These are the macronutrients that fuel your body. If you are partaking in high-intensity exercise, carbohydrates are your go-to nutrient. They also preserve muscle mass during exercise and provide fuel for your central nervous system to keep your brain active. It is recommended that 45-65% of calorie intake should be from a carbohydrate source, as carbohydrates are the primary source of energy for our bodies, especially for the brain.
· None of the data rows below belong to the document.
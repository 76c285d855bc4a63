use std::collections::BTreeMap;
use std::fmt::{self, Debug, Formatter};
use std::sync::{Arc, Mutex as StdMutex, MutexGuard, PoisonError};

use async_lock::Mutex;

use crate::firestore::core::{Query, Target, TargetData, TargetId, TargetPurpose, User};
use crate::firestore::remote::TargetChange;
use crate::firestore::error::{invalid_argument, FirestoreResult};
use crate::firestore::local::persistence::{PersistenceTransaction, TransactionMode};
use crate::firestore::local::reference_delegate::lock_pins;
use crate::firestore::local::{
    BundleCache, BundleMetadata, BundledDocument, DocumentOverlayCache, IndexAutoCreation,
    IndexManager, LocalDocumentsView, LruGarbageCollector, LruResults, MutationQueue, NamedQuery,
    Persistence, QueryEngine, RemoteDocumentCache, TargetCache,
};
use crate::firestore::logger::LOGGER;
use crate::firestore::model::{
    BatchId, DocumentKey, DocumentKeySet, DocumentMap, FieldIndex, IndexOffset, MutableDocument,
    MutableDocumentMap, Mutation, MutationBatch, MutationBatchResult, Precondition, ResourcePath,
    SnapshotVersion, Timestamp, BATCHID_UNKNOWN,
};
use crate::firestore::remote::RemoteEvent;
use crate::util::{fail, hard_assert};

/// A resume token older than this is persisted even without document changes, so that a
/// restarted client does not resume from a token the backend no longer accepts.
const RESUME_TOKEN_MAX_AGE_MICROS: i64 = 5 * 60 * 1_000_000;

/// Outcome of a local write.
#[derive(Clone, Debug)]
pub struct LocalWriteResult {
    pub batch_id: BatchId,
    pub changes: DocumentMap,
}

/// Outcome of switching to another identity.
#[derive(Clone, Debug, Default)]
pub struct UserChangeResult {
    /// Local view of every document touched by a batch of either identity.
    pub affected_documents: DocumentMap,
    pub removed_batch_ids: Vec<BatchId>,
    pub added_batch_ids: Vec<BatchId>,
}

/// Documents matching a query plus the keys the backend last reported for its target.
#[derive(Clone, Debug, Default)]
pub struct QueryResult {
    pub documents: DocumentMap,
    pub remote_keys: DocumentKeySet,
}

/// Documents that entered or left a view, reported back by the view layer.
#[derive(Clone, Debug, Default)]
pub struct LocalViewChanges {
    pub target_id: TargetId,
    pub from_cache: bool,
    pub added_keys: DocumentKeySet,
    pub removed_keys: DocumentKeySet,
}

impl LocalViewChanges {
    pub fn new(
        target_id: TargetId,
        from_cache: bool,
        added_keys: DocumentKeySet,
        removed_keys: DocumentKeySet,
    ) -> Self {
        Self {
            target_id,
            from_cache,
            added_keys,
            removed_keys,
        }
    }
}

/// Per-identity component handles, swapped wholesale on a user change.
#[derive(Clone, Debug)]
pub(crate) struct Components {
    pub(crate) user: User,
    pub(crate) index_manager: IndexManager,
    pub(crate) mutation_queue: MutationQueue,
    pub(crate) document_overlay_cache: DocumentOverlayCache,
    pub(crate) local_documents: LocalDocumentsView,
    pub(crate) query_engine: QueryEngine,
}

impl Components {
    fn new(persistence: &dyn Persistence, user: &User, index_auto_creation: IndexAutoCreation) -> Self {
        let index_manager = persistence.index_manager(user);
        let mutation_queue = persistence.mutation_queue(user, index_manager.clone());
        let document_overlay_cache = persistence.document_overlay_cache(user);
        let local_documents = LocalDocumentsView::new(
            persistence.remote_document_cache(),
            mutation_queue.clone(),
            document_overlay_cache.clone(),
            index_manager.clone(),
        );
        Self {
            user: user.clone(),
            query_engine: QueryEngine::with_index_auto_creation(local_documents.clone(), index_auto_creation),
            index_manager,
            mutation_queue,
            document_overlay_cache,
            local_documents,
        }
    }
}

#[derive(Debug)]
struct LocalStoreState {
    components: Components,
    /// Active targets, kept in memory so remote events do not need to read them back.
    target_data_by_target: BTreeMap<TargetId, TargetData>,
    target_id_by_canonical_id: BTreeMap<String, TargetId>,
    /// Largest read time handed out by `get_new_document_changes`, per collection group.
    collection_group_read_time: BTreeMap<String, SnapshotVersion>,
    index_auto_creation: IndexAutoCreation,
}

/// Coordinates the caches of one persistence into the operations the sync layer needs.
///
/// Every public operation holds the operation queue for its whole duration, so operations
/// of one local store never interleave.
pub struct LocalStore {
    persistence: Arc<dyn Persistence>,
    remote_document_cache: RemoteDocumentCache,
    target_cache: TargetCache,
    bundle_cache: BundleCache,
    operation_queue: Mutex<()>,
    state: StdMutex<LocalStoreState>,
}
An active or athletic individual would increase that percentage due to the increased fuel needed during high-intensity exercise.

Carbohydrate Food Sources

  • Grains, especially whole-grains
  • Fruit 
  • Some vegetables, such as potatoes and peas 
  • Dairy 
  • Sugar 


These are the macronutrients that build your body. They handle tissue structure, which includes organ tissue, muscle, nails, hair, skin, tendons, bones, ligaments, and blood plasma. Proteins form part of the membranes of cell plasma and play a large part in the body’s metabolism and hormone system. Proteins also regulate the acid/base balance to maintain a neutral environment in our bodies.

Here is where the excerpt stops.